- _EXERCISE GOAL_: In the following listing, work out how many lines contain the string "GeoJSON", and state only that number.

*** DATA LISTING ***

//! Evaluate command implementation for the evacroute CLI.

use std::io::Write;
use std::ops::RangeInclusive;
use std::time::Duration;

use camino::{Utf8Path, Utf8PathBuf};
use clap::{Parser, ValueEnum};
use evacroute_core::{
    GeoHazardAnalyzer, HazardZone, Ranking, RouteProvider, RouteScorer, route_candidates,
};
use evacroute_data::routing::{HttpRouteProvider, HttpRouteProviderConfig};
use evacroute_data::{load_hazard_zones, load_safe_zones};
use geo::Coord;
use ortho_config::{OrthoConfig, SubcmdConfigMerge};
use serde::{Deserialize, Serialize};

use crate::table::render_table;
use crate::{
    ARG_CONCURRENCY, ARG_FORMAT, ARG_HAZARD_ZONES, ARG_ORIGIN_LAT, ARG_ORIGIN_LON,
    ARG_ORS_API_KEY, ARG_ORS_BASE_URL, ARG_PROFILE, ARG_SAFE_ZONES, ARG_TIMEOUT_SECS, CliError,
    ENV_ORIGIN_LAT, ENV_ORIGIN_LON, ENV_SAFE_ZONES,
};

pub(crate) const LATITUDE_RANGE: RangeInclusive<f64> = -90.0..=90.0;
pub(crate) const LONGITUDE_RANGE: RangeInclusive<f64> = -180.0..=180.0;

/// How the ranking is written to stdout.
#[derive(Debug, Clone, Copy, Default, PartialEq, Eq, ValueEnum, Deserialize, Serialize)]
#[serde(rename_all = "lowercase")]
pub(crate) enum OutputFormat {
    /// Aligned text table.
    #[default]
    Table,
    /// Pretty-printed JSON.
    Json,
}

/// CLI arguments for the `evaluate` subcommand.
#[derive(Debug, Clone, Parser, Deserialize, Serialize, OrthoConfig, Default)]
#[command(
    long_about = "Fetch a walking route from the origin to every safe zone, \
                 test each route against the hazard zones and print the \
                 routes from safest to least safe. Options can come from \
                 CLI flags, configuration files, or environment variables.",
    about = "Rank evacuation routes to the safe zones"
)]
#[ortho_config(prefix = "EVACROUTE")]
pub(crate) struct EvaluateArgs {
    /// Latitude of the starting point.
    #[arg(long = ARG_ORIGIN_LAT, value_name = "degrees", allow_negative_numbers = true)]
    #[serde(default)]
    pub(crate) origin_lat: Option<f64>,
    /// Longitude of the starting point.
    #[arg(long = ARG_ORIGIN_LON, value_name = "degrees", allow_negative_numbers = true)]
    #[serde(default)]
    pub(crate) origin_lon: Option<f64>,
    /// GeoJSON file of safe-zone points.
    #[arg(long = ARG_SAFE_ZONES, value_name = "path")]
    #[serde(default)]
    pub(crate) safe_zones: Option<Utf8PathBuf>,
    /// GeoJSON file of hazard polygons.
    #[arg(long = ARG_HAZARD_ZONES, value_name = "path")]
    #[serde(default)]
    pub(crate) hazard_zones: Option<Utf8PathBuf>,
    /// OpenRouteService API key.
    #[arg(long = ARG_ORS_API_KEY, value_name = "key")]
    #[serde(default)]
    pub(crate) ors_api_key: Option<String>,
    /// Base URL of the directions service.
    #[arg(long = ARG_ORS_BASE_URL, value_name = "url")]
    #[serde(default)]
    pub(crate) ors_base_url: Option<String>,
    /// Routing profile, e.g. "foot-walking".
    #[arg(long = ARG_PROFILE, value_name = "profile")]
    #[serde(default)]
    pub(crate) profile: Option<String>,
    /// Per-request timeout in seconds.
    #[arg(long = ARG_TIMEOUT_SECS, value_name = "secs")]
    #[serde(default)]
    pub(crate) timeout_secs: Option<u64>,
    /// Routing requests kept in flight at once.
    #[arg(long = ARG_CONCURRENCY, value_name = "n")]
    #[serde(default)]
    pub(crate) concurrency: Option<usize>,
    /// Output format.
    #[arg(long = ARG_FORMAT, value_enum)]
    #[serde(default)]
    pub(crate) format: Option<OutputFormat>,
}

impl EvaluateArgs {
    pub(crate) fn into_config(self) -> Result<EvaluateConfig, CliError> {
        let merged = self.load_and_merge().map_err(CliError::Configuration)?;
        EvaluateConfig::try_from(merged)
    }
}

/// Resolved `evaluate` command configuration.
#[derive(Debug, Clone, PartialEq)]
pub(crate) struct EvaluateConfig {
    /// Starting point in `[lon, lat]` order.
    pub(crate) origin: Coord<f64>,
    /// Safe-zone listing.
    pub(crate) safe_zones: Utf8PathBuf,
    /// Hazard listing; no hazards when absent.
    pub(crate) hazard_zones: Option<Utf8PathBuf>,
    /// Directions service settings.
    pub(crate) routing: HttpRouteProviderConfig,
    /// Output format.
    pub(crate) format: OutputFormat,
}

impl EvaluateConfig {
    pub(crate) fn validate_sources(&self) -> Result<(), CliError> {
        Self::require_existing(&self.safe_zones, ARG_SAFE_ZONES)?;
        if let Some(path) = &self.hazard_zones {
            Self::require_existing(path, ARG_HAZARD_ZONES)?;
        }
        Ok(())
    }

    fn require_existing(path: &Utf8Path, field: &'static str) -> Result<(), CliError> {
        match evacroute_data::fs::file_is_file(path) {
            Ok(true) => Ok(()),
            Ok(false) => Err(CliError::MissingSourceFile {
                field,
                path: path.to_path_buf(),
            }),
            Err(source) => Err(CliError::InspectSourcePath {
                field,
                path: path.to_path_buf(),
                source,
            }),
        }
    }
}

impl TryFrom<EvaluateArgs> for EvaluateConfig {
    type Error = CliError;

    fn try_from(args: EvaluateArgs) -> Result<Self, Self::Error> {
        let lat = args.origin_lat.ok_or(CliError::MissingArgument {
            field: ARG_ORIGIN_LAT,
            env: ENV_ORIGIN_LAT,
        })?;
        let lon = args.origin_lon.ok_or(CliError::MissingArgument {
            field: ARG_ORIGIN_LON,
            env: ENV_ORIGIN_LON,
        })?;
        let safe_zones = args.safe_zones.ok_or(CliError::MissingArgument {
            field: ARG_SAFE_ZONES,
            env: ENV_SAFE_ZONES,
        })?;
        if !LATITUDE_RANGE.contains(&lat) || !LONGITUDE_RANGE.contains(&lon) {
            return Err(CliError::InvalidOrigin { lat, lon });
        }

        let mut routing = HttpRouteProviderConfig::default();
        if let Some(base_url) = args.ors_base_url {
            routing.base_url = base_url;
        }
        routing.api_key = args.ors_api_key.filter(|key| !key.is_empty());
        if let Some(profile) = args.profile {
            routing.profile = profile;
        }
        if let Some(secs) = args.timeout_secs {
            routing.timeout = Duration::from_secs(secs);
        }
        if let Some(concurrency) = args.concurrency {
            routing.concurrency = concurrency;
        }

        Ok(Self {
            origin: Coord { x: lon, y: lat },
            safe_zones,
            hazard_zones: args.hazard_zones,
            routing,
            format: args.format.unwrap_or_default(),
        })
    }
}

/// Builds the route provider for the current evaluate invocation.
pub(crate) trait RouteProviderBuilder {
    fn build(&self, config: &HttpRouteProviderConfig) -> Result<Box<dyn RouteProvider>, CliError>;
}

pub(crate) struct HttpRouteProviderBuilder;

impl RouteProviderBuilder for HttpRouteProviderBuilder {
    fn build(&self, config: &HttpRouteProviderConfig) -> Result<Box<dyn RouteProvider>, CliError> {
        let provider = HttpRouteProvider::with_config(config.clone()).map_err(|source| {
            CliError::BuildRouteProvider {
                base_url: config.base_url.clone(),
                source,
            }
        })?;
        Ok(Box::new(provider))
    }
}

pub(crate) fn run_evaluate(args: EvaluateArgs) -> Result<(), CliError> {
    let mut stdout = std::io::stdout().lock();
    run_evaluate_with(args, &HttpRouteProviderBuilder, &mut stdout)
}

pub(crate) fn run_evaluate_with(
    args: EvaluateArgs,
    builder: &dyn RouteProviderBuilder,
    writer: &mut dyn Write,
) -> Result<(), CliError> {
    let config = resolve_evaluate_config(args)?;
    let ranking = execute_evaluate(&config, builder)?;
    write_ranking(writer, &ranking, config.format)
}

fn resolve_evaluate_config(args: EvaluateArgs) -> Result<EvaluateConfig, CliError> {
    let config = args.into_config()?;
    config.validate_sources()?;
    Ok(config)
}

fn execute_evaluate(
    config: &EvaluateConfig,
    builder: &dyn RouteProviderBuilder,
) -> Result<Ranking, CliError> {
    let zones = load_safe_zones(&config.safe_zones).map_err(|source| CliError::LoadZones {
        field: ARG_SAFE_ZONES,
        source,
    })?;
    let hazards = load_hazards(config.hazard_zones.as_deref())?;
    log::info!(
        "loaded {} safe zones and {} hazard zones",
        zones.len(),
        hazards.len()
    );

    let provider = builder.build(&config.routing)?;
    let candidates = route_candidates(provider.as_ref(), config.origin, &zones);
    if candidates.len() < zones.len() {
        log::warn!(
            "{} of {} safe zones could not be routed",
            zones.len().saturating_sub(candidates.len()),
            zones.len()
        );
    }

    let scorer = RouteScorer::new(GeoHazardAnalyzer);
    Ok(scorer.evaluate(config.origin, candidates, &hazards)?)
}

fn load_hazards(path: Option<&Utf8Path>) -> Result<Vec<HazardZone>, CliError> {
    path.map_or_else(
        || Ok(Vec::new()),
        |hazard_path| {
            load_hazard_zones(hazard_path).map_err(|source| CliError::LoadZones {
                field: ARG_HAZARD_ZONES,
                source,
            })
        },
    )
}

fn write_ranking(
    writer: &mut dyn Write,
    ranking: &Ranking,
    format: OutputFormat,
) -> Result<(), CliError> {
    let payload = match format {
        OutputFormat::Table => render_table(ranking),
        OutputFormat::Json => {
            serde_json::to_string_pretty(ranking).map_err(CliError::SerialiseRanking)?
        }
    };
    writer
        .write_all(payload.as_bytes())
        .map_err(CliError::WriteOutput)?;
    writer.write_all(b"\n").map_err(CliError::WriteOutput)?;
    Ok(())
}

#[cfg(test)]
pub(crate) fn config_from_layers_for_test(
    layers: Vec<ortho_config::MergeLayer<'static>>,
) -> Result<EvaluateConfig, CliError> {
    let merged = EvaluateArgs::merge_from_layers(layers).map_err(CliError::from)?;
    EvaluateConfig::try_from(merged)
}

*** End of DATA LISTING ***

- _TASK RESULT_: 2